Saturday, December 7, 2013
SKOWHEGAN -- "I have never been able to die," Brent Tweedie said, wearing a red hat as he stood beneath falling snow outside the new homeless shelter on McClellan Street on Saturday
HOME: Brent Tweedie, 47, shows his bed at the Trinity Men's Homeless Shelter in Skowhegan Saturday morning. Tweedie has been a resident since July 2011.
Staff photo by Michael G. Seamans
OPEN: Ron Spaulding, left, and Rev. Richard Perry, right, clap after a ribbon cutting ceremony to officially open the Trinity Men's Homeless Shelter at the Trinity Evangelical Free Church in Skowhegan Saturday morning.
Staff photo by Michael G. Seamans
People walked by him to enter the Skowhegan Miracle Homeless Shelter to commemorate its official opening day. For 47-year-old Tweedie, though, Saturday marked just one in a long line of celebrations of what he described as his new life.
As one of 43 current residents at the shelter, he is surviving depression.

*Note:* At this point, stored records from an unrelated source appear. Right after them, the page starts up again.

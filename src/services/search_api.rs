use crate::config::ApiSettings;
use crate::models::{
    AutomatedSearchResponse, HealthStatus, ImageSearchResponse, ImageUpload, SearchConfiguration,
    TextSearchResponse, ViennaClassification, ViennaPredictions,
};
use reqwest::multipart::{Form, Part};
use reqwest::{Client, Response, StatusCode};
use serde::de::DeserializeOwned;
use serde_json::Value;
use std::time::{Duration, Instant};
use thiserror::Error;

/// Errors that can occur when calling the search service
#[derive(Debug, Error)]
pub enum ApiError {
    #[error("No image uploaded")]
    EmptyUpload,

    #[error("Search text is empty")]
    BlankQuery,

    #[error("Upload has an unusable content type: {0}")]
    InvalidUpload(String),

    #[error("Connection error: {0}")]
    Connection(#[from] reqwest::Error),

    #[error("API Error: {status} - {body}")]
    Status { status: u16, body: String },

    #[error("Invalid response format: {0}")]
    InvalidResponse(String),
}

impl ApiError {
    /// Whether the error was raised before any request left the console
    pub fn is_rejected_input(&self) -> bool {
        matches!(
            self,
            ApiError::EmptyUpload | ApiError::BlankQuery | ApiError::InvalidUpload(_)
        )
    }

    pub fn is_timeout(&self) -> bool {
        matches!(self, ApiError::Connection(e) if e.is_timeout())
    }
}

/// Time bounds for each kind of call
#[derive(Debug, Clone, Copy, PartialEq)]
pub struct ApiTimeouts {
    pub image: Duration,
    pub automated: Duration,
    pub text: Duration,
    pub vienna: Duration,
    pub health: Duration,
}

impl Default for ApiTimeouts {
    fn default() -> Self {
        Self::from_settings(&ApiSettings::default())
    }
}

impl ApiTimeouts {
    pub fn from_settings(api: &ApiSettings) -> Self {
        Self {
            image: Duration::from_secs(api.image_timeout_secs),
            automated: Duration::from_secs(api.automated_timeout_secs),
            text: Duration::from_secs(api.text_timeout_secs),
            vienna: Duration::from_secs(api.vienna_timeout_secs),
            health: Duration::from_secs(api.health_timeout_secs),
        }
    }
}

/// Trademark search API client
///
/// All calls share one base endpoint and differ only in path, payload
/// shape and time bound. Nothing is retried: a failed call is reported
/// and the user repeats the action.
pub struct SearchApiClient {
    base_url: String,
    client: Client,
    timeouts: ApiTimeouts,
}

impl SearchApiClient {
    /// Create a new search API client
    pub fn new(base_url: impl Into<String>, timeouts: ApiTimeouts) -> Result<Self, ApiError> {
        let client = Client::builder().build()?;

        Ok(Self {
            base_url: base_url.into(),
            client,
            timeouts,
        })
    }

    pub fn from_settings(api: &ApiSettings) -> Result<Self, ApiError> {
        Self::new(api.base_url.clone(), ApiTimeouts::from_settings(api))
    }

    pub fn base_url(&self) -> &str {
        &self.base_url
    }

    /// Single-weight similarity search for an uploaded image
    pub async fn search_image(
        &self,
        config: &SearchConfiguration,
        image: &ImageUpload,
    ) -> Result<ImageSearchResponse, ApiError> {
        let form = image_form(image)?;
        let url = self.endpoint(
            "/search/image",
            &[
                ("top_n", config.result_count.to_string()),
                ("semantic_weight", config.semantic_weight.to_string()),
                ("use_ocr", config.ocr_enabled.to_string()),
                ("candidate_pool", config.candidate_pool.to_string()),
            ],
        );

        let request = self.client.post(&url).multipart(form).timeout(self.timeouts.image);
        let response = self.send("/search/image", request).await?;

        read_json(response).await
    }

    /// Batch search over the service's fixed weight set
    ///
    /// The service iterates its own weights, so `semantic_weight` is not sent.
    pub async fn search_automated(
        &self,
        config: &SearchConfiguration,
        image: &ImageUpload,
    ) -> Result<AutomatedSearchResponse, ApiError> {
        let form = image_form(image)?;
        let url = self.endpoint(
            "/search/automated",
            &[
                ("top_n", config.result_count.to_string()),
                ("use_ocr", config.ocr_enabled.to_string()),
                ("candidate_pool", config.candidate_pool.to_string()),
            ],
        );

        let request = self
            .client
            .post(&url)
            .multipart(form)
            .timeout(self.timeouts.automated);
        let response = self.send("/search/automated", request).await?;

        read_json(response).await
    }

    /// Text search; blank queries never reach the service
    pub async fn search_text(
        &self,
        config: &SearchConfiguration,
        query: &str,
    ) -> Result<TextSearchResponse, ApiError> {
        let query = query.trim();
        if query.is_empty() {
            tracing::debug!("Rejected blank text query");
            return Err(ApiError::BlankQuery);
        }

        let url = self.endpoint(
            "/search/text",
            &[
                ("query", query.to_string()),
                ("top_n", config.result_count.to_string()),
            ],
        );

        let request = self.client.get(&url).timeout(self.timeouts.text);
        let response = self.send("/search/text", request).await?;

        read_json(response).await
    }

    /// Vienna class predictions above the configured probability
    pub async fn classify_vienna(
        &self,
        config: &SearchConfiguration,
        image: &ImageUpload,
    ) -> Result<ViennaPredictions, ApiError> {
        let form = image_form(image)?;
        let url = self.endpoint(
            "/predict/vienna-classes/",
            &[("threshold_probability", config.vienna_threshold.to_string())],
        );

        let request = self.client.post(&url).multipart(form).timeout(self.timeouts.vienna);
        let response = self.send("/predict/vienna-classes/", request).await?;

        let raw: Vec<Value> = read_json(response).await?;
        let predictions = raw
            .iter()
            .map(|value| serde_json::from_value::<ViennaClassification>(value.clone()))
            .collect::<Result<Vec<_>, _>>()
            .map_err(|e| ApiError::InvalidResponse(format!("Failed to parse prediction: {}", e)))?;

        Ok(ViennaPredictions { predictions, raw })
    }

    /// Probe the service once; every failure collapses into a non-healthy status
    pub async fn health(&self) -> HealthStatus {
        let url = self.endpoint("/health", &[]);

        let response = match self.client.get(&url).timeout(self.timeouts.health).send().await {
            Ok(response) => response,
            Err(e) => {
                tracing::warn!("Health check could not reach {}: {}", self.base_url, e);
                return HealthStatus::Unreachable(e.to_string());
            }
        };

        if response.status() != StatusCode::OK {
            tracing::warn!("Health check returned {}", response.status());
            return HealthStatus::Unhealthy(response.status().as_u16());
        }

        match response.json::<Value>().await {
            Ok(payload) => HealthStatus::Healthy(payload),
            Err(e) => {
                tracing::warn!("Health check payload unreadable: {}", e);
                HealthStatus::Unreachable(e.to_string())
            }
        }
    }

    fn endpoint(&self, path: &str, params: &[(&str, String)]) -> String {
        let mut url = format!("{}{}", self.base_url.trim_end_matches('/'), path);

        if !params.is_empty() {
            let query = params
                .iter()
                .map(|(key, value)| format!("{}={}", key, urlencoding::encode(value)))
                .collect::<Vec<_>>()
                .join("&");
            url.push('?');
            url.push_str(&query);
        }

        url
    }

    async fn send(
        &self,
        path: &str,
        request: reqwest::RequestBuilder,
    ) -> Result<Response, ApiError> {
        let started = Instant::now();

        match request.send().await {
            Ok(response) => {
                tracing::info!(
                    "{} answered {} in {}ms",
                    path,
                    response.status(),
                    started.elapsed().as_millis()
                );
                Ok(response)
            }
            Err(e) => {
                tracing::error!(
                    "{} failed after {}ms (timeout: {}): {}",
                    path,
                    started.elapsed().as_millis(),
                    e.is_timeout(),
                    e
                );
                Err(ApiError::Connection(e))
            }
        }
    }
}

fn image_form(image: &ImageUpload) -> Result<Form, ApiError> {
    if image.is_empty() {
        return Err(ApiError::EmptyUpload);
    }

    let mut part = Part::bytes(image.bytes.clone()).file_name(image.file_name.clone());
    if let Some(content_type) = &image.content_type {
        part = part
            .mime_str(content_type)
            .map_err(|_| ApiError::InvalidUpload(content_type.clone()))?;
    }

    Ok(Form::new().part("file", part))
}

/// Read the body, surfacing any non-2xx status together with the raw text
async fn read_json<T: DeserializeOwned>(response: Response) -> Result<T, ApiError> {
    let status = response.status();
    let body = response.text().await?;

    if !status.is_success() {
        return Err(ApiError::Status {
            status: status.as_u16(),
            body,
        });
    }

    serde_json::from_str(&body)
        .map_err(|e| ApiError::InvalidResponse(format!("Failed to parse response: {}", e)))
}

After pulling himself back from committing suicide several times, he said he thought: "Maybe God's not ready to take me home yet."
So he found a different home, he said. The men's homeless shelter at Trinity Evangelical Free Church on McClellan Street is filled with men of all ages and backgrounds. Some come directly from jail. Others have earned college degrees and served in the military. Some suffer from mental health problems and addictions.

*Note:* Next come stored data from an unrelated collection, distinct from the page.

/// Scores at or above this are shown as "high"
pub const HIGH_SCORE_THRESHOLD: f64 = 0.7;

/// Scores at or above this (and below high) are shown as "medium"
pub const MEDIUM_SCORE_THRESHOLD: f64 = 0.4;

/// Presentation bucket for a similarity score or probability
///
/// Only used for styling; never for ordering or filtering.
#[derive(Debug, Clone, Copy, PartialEq, Eq)]
pub enum ScoreClass {
    High,
    Medium,
    Low,
}

impl ScoreClass {
    pub fn as_str(&self) -> &'static str {
        match self {
            ScoreClass::High => "high",
            ScoreClass::Medium => "medium",
            ScoreClass::Low => "low",
        }
    }

    /// CSS class used by the console stylesheet
    pub fn css_class(&self) -> &'static str {
        match self {
            ScoreClass::High => "score-high",
            ScoreClass::Medium => "score-medium",
            ScoreClass::Low => "score-low",
        }
    }
}

/// Bucket a score; both thresholds are inclusive and NaN is "low"
#[inline]
pub fn classify_score(score: f64) -> ScoreClass {
    if score >= HIGH_SCORE_THRESHOLD {
        ScoreClass::High
    } else if score >= MEDIUM_SCORE_THRESHOLD {
        ScoreClass::Medium
    } else {
        ScoreClass::Low
    }
}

They all have one thing in common: They have nowhere else to go.
"This place saved my life," Tweedie said.
The grand opening and ribbon cutting on Saturday signaled a culmination of more than three years of work by hundreds of volunteers from Maine and around the country. The two-story shelter, capable of housing 60 men, was built with $130,000 in private donations.

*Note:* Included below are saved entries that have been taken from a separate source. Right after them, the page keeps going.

use crate::models::{image_media_type, EmbeddedImage, SearchResult, Thumbnail};
use reqwest::{header::CONTENT_TYPE, Client, StatusCode};
use std::time::Duration;
use thiserror::Error;

/// Errors that can occur while fetching a result thumbnail
#[derive(Debug, Error)]
pub enum ThumbnailError {
    #[error("Thumbnail request failed: {0}")]
    Request(#[from] reqwest::Error),

    #[error("Thumbnail host returned {0}")]
    Status(u16),

    #[error("Thumbnail host sent {0:?} instead of an image")]
    NotImage(Option<String>),
}

/// Fetches result thumbnails so they can be inlined into the page
///
/// Each fetch is bounded on its own; a failure only affects its own row.
pub struct ThumbnailFetcher {
    client: Client,
}

impl ThumbnailFetcher {
    pub fn new(timeout: Duration) -> Result<Self, ThumbnailError> {
        let client = Client::builder().timeout(timeout).build()?;
        Ok(Self { client })
    }

    /// Fetch a single image, treating anything but 200 as unavailable
    ///
    /// A 200 whose `Content-Type` is not a bare `image/<subtype>` is refused.
    pub async fn fetch(&self, url: &str) -> Result<EmbeddedImage, ThumbnailError> {
        let response = self.client.get(url).send().await?;

        if response.status() != StatusCode::OK {
            return Err(ThumbnailError::Status(response.status().as_u16()));
        }

        let header = response
            .headers()
            .get(CONTENT_TYPE)
            .map(|v| String::from_utf8_lossy(v.as_bytes()).into_owned());
        let content_type = match header.as_deref().and_then(image_media_type) {
            Some(content_type) => content_type,
            None => return Err(ThumbnailError::NotImage(header)),
        };
        let bytes = response.bytes().await?;

        Ok(EmbeddedImage {
            content_type,
            bytes: bytes.to_vec(),
        })
    }

    /// Resolve the thumbnail of one result, degrading instead of failing
    pub async fn thumbnail_for(&self, result: &SearchResult) -> Thumbnail {
        let url = match result.image_url.as_deref().map(str::trim) {
            Some(url) if !url.is_empty() => url,
            _ => return Thumbnail::Missing,
        };

        match self.fetch(url).await {
            Ok(image) => Thumbnail::Loaded(image),
            Err(ThumbnailError::Status(status)) => {
                tracing::debug!("Thumbnail {} unavailable: {}", url, status);
                Thumbnail::NotAvailable(status)
            }
            Err(e) => {
                tracing::warn!("Thumbnail {} failed to load: {}", url, e);
                Thumbnail::LoadFailed
            }
        }
    }

    /// Fetch thumbnails one after another, in result order
    pub async fn fetch_all(&self, results: &[SearchResult]) -> Vec<Thumbnail> {
        let mut thumbnails = Vec::with_capacity(results.len());
        for result in results {
            thumbnails.push(self.thumbnail_for(result).await);
        }
        thumbnails
    }
}

#[cfg(test)]
mod tests {
    use super::*;

    #[test]
    fn test_missing_url_skips_fetch() {
        let fetcher = ThumbnailFetcher::new(Duration::from_secs(1)).unwrap();

        let thumbnails = tokio_test::block_on(fetcher.fetch_all(&[
            SearchResult::default(),
            SearchResult {
                image_url: Some("  ".to_string()),
                ..Default::default()
            },
        ]));

        assert_eq!(thumbnails, vec![Thumbnail::Missing, Thumbnail::Missing]);
    }

    #[tokio::test]
    async fn test_unreachable_host_degrades() {
        let fetcher = ThumbnailFetcher::new(Duration::from_secs(1)).unwrap();
        let result = SearchResult {
            image_url: Some("http://127.0.0.1:9/none.png".to_string()),
            ..Default::default()
        };

        assert_eq!(fetcher.thumbnail_for(&result).await, Thumbnail::LoadFailed);
    }
}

The sum does not include the hundreds of thousands of dollars of in-kind labor and donated materials. It receives no local, state or federal funding.
In addition to a commercial kitchen, dining area, laundry room and living space, Dr. Don Dubois offers a free health clinic for residents and the public every Friday. Residents receive three meals each day.
"I'm about as excited as you can be," said Pastor Richard Berry, who inadvertently started the endeavor several years ago when he let one homeless man sleep on his church's couch. The effort later expanded to the New Hope Shelter in Solon, which is for women and children.
Events on Saturday started with prayers, speakers and a song in the sanctuary. Robert Post, 51, who has lived at the shelter since April, sat in the back of the room, which was filled with about 100 people.
After his father died and his mother moved into a nursing home, the state acquired her house and left Post with no place to live, he said. Without a job, he came to the shelter.
"I'm here solely due to economic reasons," he said.
Bill Oakes, the staff supervisor, said economics appear to be the main reason why people end up at shelters. Standing in a room that serves as both his bedroom and his office, he said, "Homelessness is purely an economic issue. It's not about a moral failure."
Those like Oakes receive room and board in exchange for their work, said Norton Webber, treasurer of the shelter. Annual operating expenses are around $30,000 to $50,000 because there are no paid staff members.
The shelter takes in many people with developmental disabilities or diagnoses having to do with mental health and substance abuse, Oakes said, adding, "They have a more difficult time dealing in society, so they get thrown out first."
In order to prevent homelessness, "you have to change America's attitude toward money," he said. "It amazes me, the people that don't have it to give, they're giving here."
The men are welcomed to the shelter 24 hours per day, seven days per week, Oakes said. Residents have to follow set rules -- such as doing chores and attending prayer and Bible groups -- but they may stay as long as they wish. Six different caseworker agencies help integrate the men back into society.